>>>

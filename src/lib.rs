//! dupescan - duplicate file finder
//!
//! Walks a directory tree, groups regular files by size, hashes only the
//! files whose size is shared on a bounded worker pool, and reports every set
//! of files with identical content.
//!
//! The run is all-or-nothing: the first traversal or read error aborts it and
//! no partial report is printed.

pub mod cli;
pub mod config;
pub mod duplicates;
pub mod error;
pub mod logging;
pub mod output;
pub mod progress;
pub mod scanner;
pub mod signal;

use std::io::Write;
use std::sync::Arc;

use anyhow::Context;

use crate::cli::{Cli, OutputFormat};
use crate::config::ScanConfig;
use crate::duplicates::DuplicateFinder;
use crate::error::ExitCode;
use crate::output::JsonOutput;
use crate::progress::Progress;

/// Run a scan as described by `cli`, printing the report to stdout.
///
/// # Errors
///
/// Returns an error if the working directory cannot be determined, an
/// exclusion pattern is invalid, the scan fails or is interrupted, or the
/// report cannot be written.
pub fn run_app(cli: Cli) -> anyhow::Result<ExitCode> {
    let stdout = std::io::stdout();
    let mut out = stdout.lock();
    run_app_with_output(cli, &mut out)
}

/// Like [`run_app`], writing the report to `out`.
///
/// Nothing is written to `out` unless the whole scan succeeds.
///
/// # Errors
///
/// See [`run_app`].
pub fn run_app_with_output<W: Write>(cli: Cli, out: &mut W) -> anyhow::Result<ExitCode> {
    let root = match cli.path.clone() {
        Some(path) => path,
        None => std::env::current_dir().context("Failed to determine current directory")?,
    };

    let config = ScanConfig::from_cli(&cli)?;
    log::debug!("Scan configuration: {:?}", config);

    let handler = signal::install_handler();
    let mut finder = DuplicateFinder::new(config.clone()).with_shutdown_flag(handler.get_flag());

    let show_progress = !cli.quiet && !cli.no_progress && cli.output == OutputFormat::Text;
    if show_progress {
        finder = finder.with_progress_callback(Arc::new(Progress::new()));
    }

    let (groups, summary) = finder.find_duplicates(&root)?;

    match cli.output {
        OutputFormat::Text => output::write_report(&groups, &summary, out)
            .context("Failed to write report")?,
        OutputFormat::Json => JsonOutput::new(&groups, &summary, config.algorithm, config.paranoid)
            .write_to(out)
            .context("Failed to write JSON report")?,
    }

    Ok(ExitCode::Success)
}
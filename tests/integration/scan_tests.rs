use dupescan::config::{ExcludeSet, ScanConfig};
use dupescan::duplicates::DuplicateFinder;
use dupescan::scanner::{HashAlgorithm, Hasher};
use std::collections::BTreeSet;
use std::fs::{self, File};
use std::io::Write;
use std::path::PathBuf;
use tempfile::tempdir;

fn write(path: PathBuf, content: &[u8]) -> PathBuf {
    File::create(&path).unwrap().write_all(content).unwrap();
    path
}

#[test]
fn test_scan_empty_directory() {
    let dir = tempdir().unwrap();
    let finder = DuplicateFinder::with_defaults();

    let (groups, summary) = finder.find_duplicates(dir.path()).unwrap();

    assert!(groups.is_empty());
    assert_eq!(summary.files_scanned, 0);
    assert_eq!(summary.total_bytes, 0);
    assert_eq!(summary.duplicate_groups, 0);
}

#[test]
fn test_scan_basic_duplicates() {
    let dir = tempdir().unwrap();
    let a = write(dir.path().join("a.txt"), b"hello");
    let b = write(dir.path().join("b.txt"), b"hello");
    write(dir.path().join("c.txt"), b"world!");

    let finder = DuplicateFinder::with_defaults();
    let (groups, summary) = finder.find_duplicates(dir.path()).unwrap();

    assert_eq!(groups.len(), 1);
    assert_eq!(groups[0].paths, vec![a, b]);
    assert_eq!(groups[0].size, 5);
    assert_eq!(groups[0].digest, Hasher::default().hash_bytes(b"hello"));
    assert_eq!(summary.files_scanned, 3);
    assert_eq!(summary.total_bytes, 16);
    assert_eq!(summary.candidates, 2);
    assert_eq!(summary.duplicate_groups, 1);
    assert_eq!(summary.duplicate_files, 1);
}

#[test]
fn test_scan_single_file() {
    let dir = tempdir().unwrap();
    write(dir.path().join("only.txt"), b"hello");

    let (groups, summary) = DuplicateFinder::with_defaults()
        .find_duplicates(dir.path())
        .unwrap();

    assert!(groups.is_empty());
    assert_eq!(summary.files_scanned, 1);
    assert_eq!(summary.hashed_files, 0);
}

#[test]
fn test_file_root_reports_one_file() {
    let dir = tempdir().unwrap();
    let only = write(dir.path().join("only.txt"), b"hello");
    write(dir.path().join("sibling.txt"), b"hello");

    let (groups, summary) = DuplicateFinder::with_defaults()
        .find_duplicates(&only)
        .unwrap();

    assert!(groups.is_empty());
    assert_eq!(summary.files_scanned, 1);
    assert_eq!(summary.total_bytes, 5);
    assert_eq!(summary.duplicate_groups, 0);
}

#[test]
fn test_same_size_different_content() {
    let dir = tempdir().unwrap();
    write(dir.path().join("a.bin"), b"aaaa");
    write(dir.path().join("b.bin"), b"bbbb");
    write(dir.path().join("c.bin"), b"cccc");

    let (groups, summary) = DuplicateFinder::with_defaults()
        .find_duplicates(dir.path())
        .unwrap();

    assert!(groups.is_empty());
    assert_eq!(summary.candidates, 3);
    assert_eq!(summary.hashed_files, 3);
}

#[test]
fn test_scan_nested_directories() {
    let dir = tempdir().unwrap();
    let deep = dir.path().join("one").join("two").join("three");
    fs::create_dir_all(&deep).unwrap();

    let top = write(dir.path().join("top.txt"), b"nested duplicate");
    let bottom = write(deep.join("bottom.txt"), b"nested duplicate");

    let (groups, _) = DuplicateFinder::with_defaults()
        .find_duplicates(dir.path())
        .unwrap();

    assert_eq!(groups.len(), 1);
    assert_eq!(groups[0].paths.len(), 2);
    assert!(groups[0].paths.contains(&top));
    assert!(groups[0].paths.contains(&bottom));
}

#[test]
fn test_multiple_groups_sorted_by_digest() {
    let dir = tempdir().unwrap();
    for i in 0..3 {
        write(dir.path().join(format!("x{i}.txt")), b"group x content");
        write(dir.path().join(format!("y{i}.txt")), b"group y content");
    }
    write(dir.path().join("z.txt"), b"group z");

    let (groups, summary) = DuplicateFinder::with_defaults()
        .find_duplicates(dir.path())
        .unwrap();

    assert_eq!(groups.len(), 2);
    assert!(groups[0].digest < groups[1].digest);
    assert!(groups.iter().all(|g| g.paths.len() == 3));
    assert_eq!(summary.duplicate_files, 4);
    assert_eq!(summary.reclaimable_space, 4 * 15);
}

#[test]
fn test_empty_files_never_grouped() {
    let dir = tempdir().unwrap();
    File::create(dir.path().join("empty1.txt")).unwrap();
    File::create(dir.path().join("empty2.txt")).unwrap();

    let (groups, summary) = DuplicateFinder::with_defaults()
        .find_duplicates(dir.path())
        .unwrap();

    assert!(groups.is_empty());
    assert_eq!(summary.files_scanned, 0);
}

#[cfg(unix)]
#[test]
fn test_symlinks_not_reported() {
    let dir = tempdir().unwrap();
    let real = write(dir.path().join("real.txt"), b"linked content");
    std::os::unix::fs::symlink(&real, dir.path().join("alias.txt")).unwrap();

    let (groups, summary) = DuplicateFinder::with_defaults()
        .find_duplicates(dir.path())
        .unwrap();

    assert!(groups.is_empty());
    assert_eq!(summary.files_scanned, 1);
}

#[test]
fn test_scan_is_idempotent() {
    let dir = tempdir().unwrap();
    for i in 0..10 {
        write(dir.path().join(format!("dup{i}.dat")), b"repeated payload");
        write(dir.path().join(format!("uniq{i}.dat")), format!("unique {i:03}").as_bytes());
    }

    let finder = DuplicateFinder::with_defaults();
    let (first, _) = finder.find_duplicates(dir.path()).unwrap();
    let (second, _) = finder.find_duplicates(dir.path()).unwrap();

    assert_eq!(first, second);
}

#[test]
fn test_concurrency_does_not_change_result() {
    let dir = tempdir().unwrap();
    for i in 0..30 {
        write(dir.path().join(format!("f{i}.dat")), format!("content {}", i % 7).as_bytes());
    }

    let collect = |n: usize| {
        let finder = DuplicateFinder::new(ScanConfig::default().with_max_concurrency(n));
        let (groups, _) = finder.find_duplicates(dir.path()).unwrap();
        groups
            .into_iter()
            .map(|g| g.paths)
            .collect::<BTreeSet<_>>()
    };

    let serial = collect(1);
    assert_eq!(serial.len(), 7);
    assert_eq!(serial, collect(4));
    assert_eq!(serial, collect(64));
}

#[test]
fn test_algorithms_agree_on_groups() {
    let dir = tempdir().unwrap();
    write(dir.path().join("a"), b"same");
    write(dir.path().join("b"), b"same");
    write(dir.path().join("c"), b"diff");

    let run = |alg: HashAlgorithm| {
        let finder = DuplicateFinder::new(ScanConfig::default().with_algorithm(alg));
        finder.find_duplicates(dir.path()).unwrap().0
    };

    let blake = run(HashAlgorithm::Blake3);
    let sha = run(HashAlgorithm::Sha256);

    assert_eq!(blake.len(), 1);
    assert_eq!(blake[0].paths, sha[0].paths);
    assert_ne!(blake[0].digest, sha[0].digest);
}

#[test]
fn test_paranoid_mode_confirms_groups() {
    let dir = tempdir().unwrap();
    let data: Vec<u8> = (0..200_000u32).map(|i| (i % 251) as u8).collect();
    write(dir.path().join("big1.bin"), &data);
    write(dir.path().join("big2.bin"), &data);

    let finder = DuplicateFinder::new(
        ScanConfig::default()
            .with_excludes(ExcludeSet::empty())
            .with_paranoid(true),
    );
    let (groups, summary) = finder.find_duplicates(dir.path()).unwrap();

    assert_eq!(groups.len(), 1);
    assert_eq!(summary.reclaimable_space, 200_000);
}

<<<

* Required action:
Look through the records and count each line that holds "PathBuf". Write only the total.

* Result of the task:
2